Charles Darwin is noted for his theories on natural selection and evolution, but during his time, many other natural scientists had proposed evolutionary theories. The fact of evolution was accepted by the scientific community during Darwin’s lifetime largely as a result of his own work, and by the 1930s his theories were widely known as the overriding explanation for how the diversity of life had come about.
Darwin was born in February 1809, in Shropshire, England. His own grandfather, Erasmus Darwin, was a noted naturalist with evolutionary theories of his own. In fact, Erasmus Darwin was one of the first to formulate and publish a formal evolutionary theory, in Zoomania, or, the Laws of Organic Life. Erasmus Darwin never speculated on any subject related to natural selection itself, but there is no doubt that his theories were noted and elaborated upon by his grandson some sixty years later.
Erasmus Darwin’s ideas on evolution were more Lamarckian in nature, but he also theorized about the influence of sexual selection (which Charles Darwin would become an avid proponent of), noting that competition among individuals of a species could cause changes in the species, “The final course of this contest among males seems to be, that the strongest and most active animal should propagate the species which should thus be improved.”
As a child, Darwin was apparently something of a slow and lazy learner, finding the subjects of the day—Greek, ancient history, and the classics—uninteresting. However, he ended up with a deep love of natural science, in part due to summer vacations spent hiking in northern Wales, and also thanks to the chemistry lab his own brother had built in the garden of the family home, where he likely learned some of the skills and techniques which are crucial in scientific experimentation.
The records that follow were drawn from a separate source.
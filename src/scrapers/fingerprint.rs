//! Page-identity detection.
//!
//! A pagination click "succeeding" says nothing about whether the grid
//! actually changed; the only reliable signal is content-level. The
//! detector derives a fingerprint from the visible dataset: the natural key
//! of the first grid row when the grid structure is readable, otherwise the
//! first natural-key-shaped token anywhere in the rendered text.

use anyhow::Result;

use crate::models::NOTAM_ID_RE;
use crate::scrapers::surface::{Locator, RenderSurface};

/// Detects a per-page fingerprint from rendered content.
pub struct FingerprintDetector {
    grid_cell: Locator,
}

impl FingerprintDetector {
    /// `grid_cell_css` addresses the first visible row's key cell.
    pub fn new(grid_cell_css: &str) -> Self {
        Self {
            grid_cell: Locator::css(grid_cell_css),
        }
    }

    /// Return a content-derived token for the currently visible page, or
    /// `None` when the grid has not rendered yet. This is a polling
    /// primitive: absence means "ask again", never an error.
    pub async fn detect(&self, surface: &dyn RenderSurface) -> Result<Option<String>> {
        if let Some(text) = surface.read_text(&self.grid_cell).await? {
            let trimmed = text.trim();
            if !trimmed.is_empty() {
                let token = NOTAM_ID_RE
                    .find(trimmed)
                    .map(|m| m.as_str().to_string())
                    .unwrap_or_else(|| trimmed.to_string());
                return Ok(Some(token));
            }
        }

        let body = surface.full_text().await?;
        Ok(NOTAM_ID_RE.find(&body).map(|m| m.as_str().to_string()))
    }
}

#[cfg(test)]
mod tests {
    use super::*;
    use crate::scrapers::surface::testing::FakeSurface;

    const CELL: &str = "#notamGrid tbody tr:first-child td:nth-child(2)";

    #[tokio::test]
    async fn prefers_grid_cell_when_present() {
        let surface = FakeSurface::new();
        surface.set_cell(CELL, " A1234/26 ");
        surface.set_body("B9999/26 elsewhere in the page");

        let detector = FingerprintDetector::new(CELL);
        let fp = detector.detect(&surface).await.unwrap();
        assert_eq!(fp.as_deref(), Some("A1234/26"));
    }

    #[tokio::test]
    async fn grid_cell_without_key_shape_is_used_verbatim() {
        let surface = FakeSurface::new();
        surface.set_cell(CELL, "row-17");

        let detector = FingerprintDetector::new(CELL);
        let fp = detector.detect(&surface).await.unwrap();
        assert_eq!(fp.as_deref(), Some("row-17"));
    }

    #[tokio::test]
    async fn falls_back_to_body_scan() {
        let surface = FakeSurface::new();
        surface.set_body("header junk C0042/25 more junk");

        let detector = FingerprintDetector::new(CELL);
        let fp = detector.detect(&surface).await.unwrap();
        assert_eq!(fp.as_deref(), Some("C0042/25"));
    }

    #[tokio::test]
    async fn absent_when_nothing_rendered() {
        let surface = FakeSurface::new();

        let detector = FingerprintDetector::new(CELL);
        assert_eq!(detector.detect(&surface).await.unwrap(), None);
    }

    #[tokio::test]
    async fn empty_cell_falls_through_to_body() {
        let surface = FakeSurface::new();
        surface.set_cell(CELL, "   ");
        surface.set_body("D0001/26");

        let detector = FingerprintDetector::new(CELL);
        let fp = detector.detect(&surface).await.unwrap();
        assert_eq!(fp.as_deref(), Some("D0001/26"));
    }
}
In October 1825 Darwin entered medical school, where he attended geology lectures. Ironically, he found them boring and vowed to ignore the subject entirely. During his years of medical study he learned the art of taxidermy, joined the Plinian Society (a group which espoused scientific rather than spiritual or supernatural principles), and became friends with Robert Grant, a zoology professor, with whom he discussed marine biology and the evolutionist Lamarck.
After just a couple of years, Darwin left medical school, and his father, not wanting him to remain idle, sent him to Cambridge University to study for the clergy. Here, too, he did not take his studies seriously, but did take up a new hobby: beetle collecting, which, again, was valuable in the development of new scientific skills. During his years at Cambridge, Darwin befriended the Reverend John Henslow, a professor who encouraged Darwin’s interest in the natural world and had significant influence on his decision to become a naturalist.